Exercise requirements
Wherever the word "filter" occurs in the lines below, copy the whole line.

Saved data entries

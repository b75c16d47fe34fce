//! 输出字段 schema 与结果合并
//!
//! agent 的结构化响应先按 schema 校验，再合并到工作项的原始字段上。
//! 原始字段永远不会被移除；缺失字段用默认值补齐，未声明的字段被丢弃，两者都只记 warn。

use serde_json::{Map, Value as JsonValue};
use tracing::warn;

use crate::models::work_item::{value_to_text, ItemRecord, WorkItem};

/// 字段类型
#[derive(Debug, Clone, PartialEq)]
pub enum FieldKind {
    /// 文本，可限制最大字符数
    Text { max_chars: Option<usize> },
    /// 布尔值，接受 "yes"/"true"/1 等写法
    Bool,
    /// 列表，写出时以 ", " 连接
    List,
    /// 任意值，写出时转成文本
    Any,
}

/// 单个输出字段
#[derive(Debug, Clone, PartialEq)]
pub struct OutputField {
    pub name: String,
    pub kind: FieldKind,
    pub default: JsonValue,
}

impl OutputField {
    pub fn new(name: impl Into<String>, kind: FieldKind, default: JsonValue) -> Self {
        Self {
            name: name.into(),
            kind,
            default,
        }
    }
}

/// 有序的输出字段集合
#[derive(Debug, Clone, Default, PartialEq)]
pub struct OutputSchema {
    fields: Vec<OutputField>,
}

impl OutputSchema {
    pub fn new(fields: Vec<OutputField>) -> Self {
        Self { fields }
    }

    /// 由 profile 的输出列构造（全部为 Any，默认空字符串）
    pub fn from_columns(columns: &[String]) -> Self {
        Self::new(
            columns
                .iter()
                .map(|c| OutputField::new(c.clone(), FieldKind::Any, JsonValue::String(String::new())))
                .collect(),
        )
    }

    pub fn fields(&self) -> &[OutputField] {
        &self.fields
    }

    pub fn column_names(&self) -> Vec<String> {
        self.fields.iter().map(|f| f.name.clone()).collect()
    }

    /// 把 agent 的响应对象合并到工作项上
    pub fn merge(&self, item: &WorkItem, response: &Map<String, JsonValue>) -> ItemRecord {
        let label = item.label();
        let mut merged = item.fields().clone();

        for field in &self.fields {
            let value = match response.get(&field.name) {
                Some(raw) if !raw.is_null() => normalize(&field.kind, raw),
                // 输入里已有同名列，保留原值
                _ if item.get(&field.name).is_some() => {
                    warn!("[{}] ⚠️ 响应缺少字段 {}，保留原值", label, field.name);
                    continue;
                }
                _ => {
                    warn!("[{}] ⚠️ 响应缺少字段 {}，使用默认值", label, field.name);
                    field.default.clone()
                }
            };
            merged.insert(field.name.clone(), value);
        }

        let unexpected: Vec<&str> = response
            .keys()
            .filter(|key| !self.fields.iter().any(|f| &f.name == *key))
            .map(String::as_str)
            .collect();
        if !unexpected.is_empty() {
            warn!("[{}] ⚠️ 忽略未声明的字段: {}", label, unexpected.join(", "));
        }

        ItemRecord {
            index: item.index(),
            fields: merged,
        }
    }
}

fn normalize(kind: &FieldKind, raw: &JsonValue) -> JsonValue {
    match kind {
        FieldKind::Text { max_chars } => {
            let text = value_to_text(raw);
            match max_chars {
                Some(max) if text.chars().count() > *max => {
                    JsonValue::String(text.chars().take(*max).collect())
                }
                _ => JsonValue::String(text),
            }
        }
        FieldKind::Bool => JsonValue::Bool(coerce_bool(raw)),
        FieldKind::List => {
            let joined = match raw {
                JsonValue::Array(items) => items
                    .iter()
                    .map(value_to_text)
                    .filter(|s| !s.is_empty())
                    .collect::<Vec<_>>()
                    .join(", "),
                other => value_to_text(other),
            };
            JsonValue::String(joined)
        }
        FieldKind::Any => match raw {
            JsonValue::Bool(_) | JsonValue::Number(_) | JsonValue::String(_) => raw.clone(),
            other => JsonValue::String(value_to_text(other)),
        },
    }
}

fn coerce_bool(raw: &JsonValue) -> bool {
    match raw {
        JsonValue::Bool(b) => *b,
        JsonValue::Number(n) => n.as_f64().map(|v| v != 0.0).unwrap_or(false),
        JsonValue::String(s) => matches!(
            s.trim().to_lowercase().as_str(),
            "true" | "yes" | "y" | "1" | "да"
        ),
        _ => false,
    }
}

Task result
            .filter(|key| !self.fields.iter().any(|f| &f.name == *key))
                    .filter(|s| !s.is_empty())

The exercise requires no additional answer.